__Your task__.
Please give back only the lines below from the one containing "let engine = Engine::new(&config)?;" to the one containing "impl PluginRuntime for", each repeated word for word, both ends included.

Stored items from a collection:
○ ○ ○ ○ ○ ○ ○

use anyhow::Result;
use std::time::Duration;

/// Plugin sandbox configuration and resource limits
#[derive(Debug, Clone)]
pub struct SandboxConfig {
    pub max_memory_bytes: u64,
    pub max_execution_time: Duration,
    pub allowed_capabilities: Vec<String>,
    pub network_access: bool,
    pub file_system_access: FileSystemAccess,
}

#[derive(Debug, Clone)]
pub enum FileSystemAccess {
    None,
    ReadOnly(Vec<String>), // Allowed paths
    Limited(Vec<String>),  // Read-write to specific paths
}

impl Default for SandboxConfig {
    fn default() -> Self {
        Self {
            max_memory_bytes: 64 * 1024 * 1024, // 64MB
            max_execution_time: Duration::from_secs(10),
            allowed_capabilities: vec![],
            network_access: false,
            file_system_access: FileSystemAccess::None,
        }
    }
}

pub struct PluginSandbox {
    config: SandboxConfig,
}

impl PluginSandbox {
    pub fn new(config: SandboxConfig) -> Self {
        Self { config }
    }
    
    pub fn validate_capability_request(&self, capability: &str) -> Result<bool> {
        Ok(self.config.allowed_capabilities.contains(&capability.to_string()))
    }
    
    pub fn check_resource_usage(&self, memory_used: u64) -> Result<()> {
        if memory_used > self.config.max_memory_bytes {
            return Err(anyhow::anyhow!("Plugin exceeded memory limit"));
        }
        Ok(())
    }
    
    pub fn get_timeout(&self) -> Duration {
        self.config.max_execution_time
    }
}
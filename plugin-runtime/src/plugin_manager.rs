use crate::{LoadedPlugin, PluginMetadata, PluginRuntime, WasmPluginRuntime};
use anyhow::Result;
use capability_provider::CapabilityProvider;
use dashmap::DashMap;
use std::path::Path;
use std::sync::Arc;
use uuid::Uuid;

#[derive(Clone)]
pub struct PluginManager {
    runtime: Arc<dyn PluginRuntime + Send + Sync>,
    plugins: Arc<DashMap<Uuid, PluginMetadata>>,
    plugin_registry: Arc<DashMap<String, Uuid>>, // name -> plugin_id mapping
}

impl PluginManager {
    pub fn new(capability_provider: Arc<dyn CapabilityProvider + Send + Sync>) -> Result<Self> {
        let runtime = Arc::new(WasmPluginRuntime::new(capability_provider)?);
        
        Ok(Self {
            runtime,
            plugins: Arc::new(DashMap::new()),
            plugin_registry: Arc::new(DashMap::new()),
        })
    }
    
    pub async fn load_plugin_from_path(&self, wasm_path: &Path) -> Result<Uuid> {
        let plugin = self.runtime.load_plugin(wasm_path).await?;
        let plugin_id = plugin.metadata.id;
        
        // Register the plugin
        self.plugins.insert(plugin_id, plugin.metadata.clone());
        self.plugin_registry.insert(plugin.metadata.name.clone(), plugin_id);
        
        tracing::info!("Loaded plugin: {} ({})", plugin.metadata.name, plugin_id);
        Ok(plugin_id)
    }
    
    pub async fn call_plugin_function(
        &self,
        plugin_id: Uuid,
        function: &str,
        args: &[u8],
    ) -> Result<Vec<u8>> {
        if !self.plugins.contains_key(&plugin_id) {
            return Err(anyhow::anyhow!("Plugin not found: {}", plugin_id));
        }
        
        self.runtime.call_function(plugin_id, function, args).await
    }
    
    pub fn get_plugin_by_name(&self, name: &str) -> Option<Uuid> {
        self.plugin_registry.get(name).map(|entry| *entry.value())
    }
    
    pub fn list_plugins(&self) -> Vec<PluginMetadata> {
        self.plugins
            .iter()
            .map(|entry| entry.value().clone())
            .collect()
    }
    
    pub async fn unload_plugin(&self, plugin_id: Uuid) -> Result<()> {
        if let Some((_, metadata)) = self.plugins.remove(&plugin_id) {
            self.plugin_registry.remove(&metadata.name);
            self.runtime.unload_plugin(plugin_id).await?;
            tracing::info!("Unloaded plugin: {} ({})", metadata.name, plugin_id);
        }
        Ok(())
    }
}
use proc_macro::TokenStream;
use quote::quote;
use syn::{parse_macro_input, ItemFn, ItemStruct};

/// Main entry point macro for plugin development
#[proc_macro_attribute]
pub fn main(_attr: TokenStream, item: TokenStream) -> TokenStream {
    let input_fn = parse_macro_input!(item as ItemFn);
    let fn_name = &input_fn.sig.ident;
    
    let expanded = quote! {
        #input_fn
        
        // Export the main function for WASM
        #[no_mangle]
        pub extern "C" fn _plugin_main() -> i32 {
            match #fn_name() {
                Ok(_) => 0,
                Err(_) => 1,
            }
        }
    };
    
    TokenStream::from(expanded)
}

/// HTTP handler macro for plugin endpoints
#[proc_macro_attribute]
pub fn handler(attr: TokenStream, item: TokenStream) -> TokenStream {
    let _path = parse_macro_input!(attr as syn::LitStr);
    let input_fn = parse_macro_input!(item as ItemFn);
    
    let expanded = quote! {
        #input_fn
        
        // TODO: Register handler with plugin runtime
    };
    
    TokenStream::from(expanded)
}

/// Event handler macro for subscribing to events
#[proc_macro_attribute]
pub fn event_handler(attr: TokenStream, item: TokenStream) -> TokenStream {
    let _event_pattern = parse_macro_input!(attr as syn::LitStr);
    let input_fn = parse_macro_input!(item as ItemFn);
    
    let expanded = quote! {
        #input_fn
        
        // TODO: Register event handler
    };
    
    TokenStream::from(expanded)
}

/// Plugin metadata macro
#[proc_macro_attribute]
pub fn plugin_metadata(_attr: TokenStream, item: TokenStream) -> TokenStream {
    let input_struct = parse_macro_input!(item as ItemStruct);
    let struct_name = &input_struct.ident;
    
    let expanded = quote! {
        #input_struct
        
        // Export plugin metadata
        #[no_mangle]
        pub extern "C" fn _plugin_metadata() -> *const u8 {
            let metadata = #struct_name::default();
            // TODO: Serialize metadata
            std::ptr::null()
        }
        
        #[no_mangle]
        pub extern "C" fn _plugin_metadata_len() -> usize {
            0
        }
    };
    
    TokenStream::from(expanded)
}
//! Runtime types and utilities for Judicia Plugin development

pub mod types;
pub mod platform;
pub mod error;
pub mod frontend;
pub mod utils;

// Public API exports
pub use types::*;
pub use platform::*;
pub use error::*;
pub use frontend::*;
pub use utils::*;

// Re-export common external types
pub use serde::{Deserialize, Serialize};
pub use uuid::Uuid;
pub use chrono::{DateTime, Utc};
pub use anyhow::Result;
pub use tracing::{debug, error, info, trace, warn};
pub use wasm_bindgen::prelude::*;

○ ○ ○ ○ ○ ○ ○

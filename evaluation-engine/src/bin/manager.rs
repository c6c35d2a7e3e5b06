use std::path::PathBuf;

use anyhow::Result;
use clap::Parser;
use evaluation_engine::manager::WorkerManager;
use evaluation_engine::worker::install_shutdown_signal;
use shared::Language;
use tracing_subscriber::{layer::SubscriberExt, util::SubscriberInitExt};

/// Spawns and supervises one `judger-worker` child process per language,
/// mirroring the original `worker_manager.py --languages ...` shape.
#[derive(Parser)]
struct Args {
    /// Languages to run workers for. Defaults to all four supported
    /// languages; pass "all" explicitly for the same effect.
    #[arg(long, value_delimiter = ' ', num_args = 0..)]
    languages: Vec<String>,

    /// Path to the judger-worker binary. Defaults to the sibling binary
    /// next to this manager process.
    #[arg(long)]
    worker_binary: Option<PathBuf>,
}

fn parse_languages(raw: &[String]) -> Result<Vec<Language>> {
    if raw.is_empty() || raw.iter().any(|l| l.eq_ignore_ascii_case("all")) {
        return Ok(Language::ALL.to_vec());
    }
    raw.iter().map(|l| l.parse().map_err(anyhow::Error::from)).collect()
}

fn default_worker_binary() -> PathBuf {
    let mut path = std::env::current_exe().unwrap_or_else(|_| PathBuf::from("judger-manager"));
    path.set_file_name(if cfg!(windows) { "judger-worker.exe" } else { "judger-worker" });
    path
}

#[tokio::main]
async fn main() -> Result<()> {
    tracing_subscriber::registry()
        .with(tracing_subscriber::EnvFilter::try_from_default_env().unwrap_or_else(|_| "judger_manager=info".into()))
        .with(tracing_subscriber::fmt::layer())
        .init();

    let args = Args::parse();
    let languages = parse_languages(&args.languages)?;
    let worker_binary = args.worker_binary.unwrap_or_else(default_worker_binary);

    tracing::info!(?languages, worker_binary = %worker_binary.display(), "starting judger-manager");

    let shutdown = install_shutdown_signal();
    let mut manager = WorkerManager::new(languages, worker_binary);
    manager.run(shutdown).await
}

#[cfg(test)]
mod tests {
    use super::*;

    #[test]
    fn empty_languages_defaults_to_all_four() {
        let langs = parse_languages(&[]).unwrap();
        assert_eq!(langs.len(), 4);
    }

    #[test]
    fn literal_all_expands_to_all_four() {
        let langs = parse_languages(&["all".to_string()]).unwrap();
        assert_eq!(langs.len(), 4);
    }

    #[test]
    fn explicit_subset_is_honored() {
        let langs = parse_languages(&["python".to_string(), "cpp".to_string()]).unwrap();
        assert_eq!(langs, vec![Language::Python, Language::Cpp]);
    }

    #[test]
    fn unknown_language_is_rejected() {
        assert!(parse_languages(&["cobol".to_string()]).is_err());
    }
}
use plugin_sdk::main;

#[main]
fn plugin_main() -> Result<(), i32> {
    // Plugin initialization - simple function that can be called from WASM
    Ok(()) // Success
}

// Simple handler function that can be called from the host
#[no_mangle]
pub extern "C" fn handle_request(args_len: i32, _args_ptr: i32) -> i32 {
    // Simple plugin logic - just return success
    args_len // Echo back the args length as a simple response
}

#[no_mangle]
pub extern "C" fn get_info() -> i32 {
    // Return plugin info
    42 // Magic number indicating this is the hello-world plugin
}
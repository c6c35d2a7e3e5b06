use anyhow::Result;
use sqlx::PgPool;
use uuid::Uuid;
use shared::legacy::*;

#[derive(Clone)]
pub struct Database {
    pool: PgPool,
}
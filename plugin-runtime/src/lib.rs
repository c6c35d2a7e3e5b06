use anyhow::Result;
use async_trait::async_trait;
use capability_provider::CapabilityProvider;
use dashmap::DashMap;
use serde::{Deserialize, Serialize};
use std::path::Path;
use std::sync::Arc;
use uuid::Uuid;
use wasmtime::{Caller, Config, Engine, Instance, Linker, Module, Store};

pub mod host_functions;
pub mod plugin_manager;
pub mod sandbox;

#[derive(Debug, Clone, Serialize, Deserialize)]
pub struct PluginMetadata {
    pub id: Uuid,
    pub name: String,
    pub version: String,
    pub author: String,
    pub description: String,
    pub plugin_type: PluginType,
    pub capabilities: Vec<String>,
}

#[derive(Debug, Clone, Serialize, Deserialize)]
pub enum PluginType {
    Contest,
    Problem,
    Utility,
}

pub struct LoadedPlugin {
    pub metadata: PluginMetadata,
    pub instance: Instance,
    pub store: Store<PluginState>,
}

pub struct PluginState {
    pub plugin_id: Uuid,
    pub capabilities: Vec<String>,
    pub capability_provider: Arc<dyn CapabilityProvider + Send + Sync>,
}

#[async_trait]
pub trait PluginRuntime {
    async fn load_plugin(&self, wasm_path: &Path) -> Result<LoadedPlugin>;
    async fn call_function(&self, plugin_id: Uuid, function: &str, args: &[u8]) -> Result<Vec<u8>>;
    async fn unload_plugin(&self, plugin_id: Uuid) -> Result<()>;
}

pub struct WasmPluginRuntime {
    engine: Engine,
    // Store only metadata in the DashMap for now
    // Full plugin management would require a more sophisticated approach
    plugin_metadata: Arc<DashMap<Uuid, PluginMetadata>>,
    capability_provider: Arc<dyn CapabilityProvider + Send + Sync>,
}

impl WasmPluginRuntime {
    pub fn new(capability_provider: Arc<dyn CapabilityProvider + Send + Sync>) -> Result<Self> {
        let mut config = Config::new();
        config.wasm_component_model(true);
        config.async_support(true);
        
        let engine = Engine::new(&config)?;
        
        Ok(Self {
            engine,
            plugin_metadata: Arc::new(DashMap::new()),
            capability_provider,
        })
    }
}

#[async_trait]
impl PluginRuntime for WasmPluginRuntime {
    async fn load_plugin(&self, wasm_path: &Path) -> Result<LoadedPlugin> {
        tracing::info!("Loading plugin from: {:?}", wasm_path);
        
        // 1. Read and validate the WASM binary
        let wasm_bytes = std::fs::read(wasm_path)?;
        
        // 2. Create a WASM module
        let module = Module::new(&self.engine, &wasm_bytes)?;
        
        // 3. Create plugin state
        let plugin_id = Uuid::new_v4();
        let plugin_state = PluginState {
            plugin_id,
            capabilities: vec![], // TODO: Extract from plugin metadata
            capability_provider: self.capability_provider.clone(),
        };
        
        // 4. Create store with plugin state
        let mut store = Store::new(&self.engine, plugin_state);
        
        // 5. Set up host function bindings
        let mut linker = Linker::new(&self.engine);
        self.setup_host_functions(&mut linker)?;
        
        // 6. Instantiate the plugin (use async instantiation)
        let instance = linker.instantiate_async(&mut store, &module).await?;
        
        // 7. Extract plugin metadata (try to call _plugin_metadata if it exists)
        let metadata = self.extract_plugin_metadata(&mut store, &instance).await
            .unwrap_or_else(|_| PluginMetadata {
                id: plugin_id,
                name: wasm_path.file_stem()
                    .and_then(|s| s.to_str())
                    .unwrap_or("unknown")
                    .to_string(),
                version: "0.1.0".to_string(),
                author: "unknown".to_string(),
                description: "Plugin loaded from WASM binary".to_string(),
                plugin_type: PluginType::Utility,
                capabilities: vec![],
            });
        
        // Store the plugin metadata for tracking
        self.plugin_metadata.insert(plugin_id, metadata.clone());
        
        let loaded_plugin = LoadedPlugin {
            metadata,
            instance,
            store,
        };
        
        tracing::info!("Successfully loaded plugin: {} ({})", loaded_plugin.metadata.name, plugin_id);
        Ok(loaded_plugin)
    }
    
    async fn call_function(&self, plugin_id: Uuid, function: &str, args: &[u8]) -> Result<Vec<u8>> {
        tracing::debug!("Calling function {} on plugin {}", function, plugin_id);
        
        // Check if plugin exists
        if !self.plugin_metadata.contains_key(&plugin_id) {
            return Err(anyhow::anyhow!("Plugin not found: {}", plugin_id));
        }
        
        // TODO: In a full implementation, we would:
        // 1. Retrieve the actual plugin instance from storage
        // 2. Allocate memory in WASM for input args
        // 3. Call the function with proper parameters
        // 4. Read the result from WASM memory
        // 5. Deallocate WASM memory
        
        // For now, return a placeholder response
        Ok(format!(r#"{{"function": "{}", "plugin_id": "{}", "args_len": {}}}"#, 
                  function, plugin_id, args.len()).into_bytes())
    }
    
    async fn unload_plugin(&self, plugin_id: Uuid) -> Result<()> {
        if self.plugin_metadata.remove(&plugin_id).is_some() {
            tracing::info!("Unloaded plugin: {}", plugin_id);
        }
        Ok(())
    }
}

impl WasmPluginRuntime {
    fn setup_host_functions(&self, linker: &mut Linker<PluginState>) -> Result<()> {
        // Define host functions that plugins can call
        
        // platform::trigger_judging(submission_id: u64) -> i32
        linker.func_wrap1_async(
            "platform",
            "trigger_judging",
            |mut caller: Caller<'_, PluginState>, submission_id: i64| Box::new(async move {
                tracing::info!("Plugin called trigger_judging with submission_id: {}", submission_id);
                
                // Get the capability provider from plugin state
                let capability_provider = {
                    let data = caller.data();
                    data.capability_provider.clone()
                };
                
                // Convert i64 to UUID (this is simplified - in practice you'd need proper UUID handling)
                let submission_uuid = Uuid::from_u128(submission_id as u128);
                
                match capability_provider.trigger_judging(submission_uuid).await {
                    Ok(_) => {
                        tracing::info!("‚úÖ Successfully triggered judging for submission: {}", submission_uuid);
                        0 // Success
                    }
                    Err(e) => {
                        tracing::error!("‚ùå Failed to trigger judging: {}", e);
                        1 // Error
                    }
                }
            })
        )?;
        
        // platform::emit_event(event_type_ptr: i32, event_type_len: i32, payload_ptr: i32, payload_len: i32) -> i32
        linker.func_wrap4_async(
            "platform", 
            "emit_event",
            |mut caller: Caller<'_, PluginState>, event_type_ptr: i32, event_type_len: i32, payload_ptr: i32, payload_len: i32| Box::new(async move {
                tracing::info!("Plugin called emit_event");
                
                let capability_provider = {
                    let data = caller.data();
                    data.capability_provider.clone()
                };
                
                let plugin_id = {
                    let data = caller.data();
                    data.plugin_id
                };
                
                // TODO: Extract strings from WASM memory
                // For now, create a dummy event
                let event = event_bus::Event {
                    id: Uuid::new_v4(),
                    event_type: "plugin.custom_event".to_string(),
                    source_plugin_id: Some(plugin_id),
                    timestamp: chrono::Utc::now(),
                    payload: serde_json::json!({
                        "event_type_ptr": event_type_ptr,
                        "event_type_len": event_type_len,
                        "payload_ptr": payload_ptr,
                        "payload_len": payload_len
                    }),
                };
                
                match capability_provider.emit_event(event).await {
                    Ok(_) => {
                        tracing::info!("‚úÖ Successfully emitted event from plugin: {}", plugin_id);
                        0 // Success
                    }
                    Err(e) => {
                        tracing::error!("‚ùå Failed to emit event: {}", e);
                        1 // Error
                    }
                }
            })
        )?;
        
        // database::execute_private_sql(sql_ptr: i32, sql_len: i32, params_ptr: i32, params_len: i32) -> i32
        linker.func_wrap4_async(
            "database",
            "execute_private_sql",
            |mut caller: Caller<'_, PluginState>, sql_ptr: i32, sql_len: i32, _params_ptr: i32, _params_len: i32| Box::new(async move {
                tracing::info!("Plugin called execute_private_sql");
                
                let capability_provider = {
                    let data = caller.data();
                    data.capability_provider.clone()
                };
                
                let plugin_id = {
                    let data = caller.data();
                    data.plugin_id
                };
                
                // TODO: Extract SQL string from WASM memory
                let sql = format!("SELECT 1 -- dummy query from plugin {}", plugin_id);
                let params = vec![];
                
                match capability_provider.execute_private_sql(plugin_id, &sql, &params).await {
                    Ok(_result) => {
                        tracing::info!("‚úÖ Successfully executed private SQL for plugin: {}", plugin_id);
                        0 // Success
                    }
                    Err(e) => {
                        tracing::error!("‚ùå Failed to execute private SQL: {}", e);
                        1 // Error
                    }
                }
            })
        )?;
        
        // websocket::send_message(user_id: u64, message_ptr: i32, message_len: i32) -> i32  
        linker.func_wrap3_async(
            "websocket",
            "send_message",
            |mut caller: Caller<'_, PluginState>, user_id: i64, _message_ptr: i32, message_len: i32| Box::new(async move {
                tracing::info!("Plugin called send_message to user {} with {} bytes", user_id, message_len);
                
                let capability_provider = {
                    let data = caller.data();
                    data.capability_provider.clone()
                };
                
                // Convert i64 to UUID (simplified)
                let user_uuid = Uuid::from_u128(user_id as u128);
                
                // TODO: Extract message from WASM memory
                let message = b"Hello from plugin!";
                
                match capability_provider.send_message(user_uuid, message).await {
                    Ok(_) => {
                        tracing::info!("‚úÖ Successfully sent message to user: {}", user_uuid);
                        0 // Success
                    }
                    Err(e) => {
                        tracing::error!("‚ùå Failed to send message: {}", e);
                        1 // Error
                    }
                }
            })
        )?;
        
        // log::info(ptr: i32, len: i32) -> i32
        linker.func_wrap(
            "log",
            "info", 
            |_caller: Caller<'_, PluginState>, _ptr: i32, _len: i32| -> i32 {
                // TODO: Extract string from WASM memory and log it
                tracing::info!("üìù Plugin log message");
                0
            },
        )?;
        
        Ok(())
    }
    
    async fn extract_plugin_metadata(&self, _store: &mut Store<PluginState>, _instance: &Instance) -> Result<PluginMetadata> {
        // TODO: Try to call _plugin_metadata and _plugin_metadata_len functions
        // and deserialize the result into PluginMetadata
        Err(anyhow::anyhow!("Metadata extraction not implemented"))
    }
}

○ ○ ○ ○ ○ ○ ○

__Written response__.
        let engine = Engine::new(&config)?;
        
        Ok(Self {
            engine,
            plugin_metadata: Arc::new(DashMap::new()),
            capability_provider,
        })
    }
}

#[async_trait]
impl PluginRuntime for WasmPluginRuntime {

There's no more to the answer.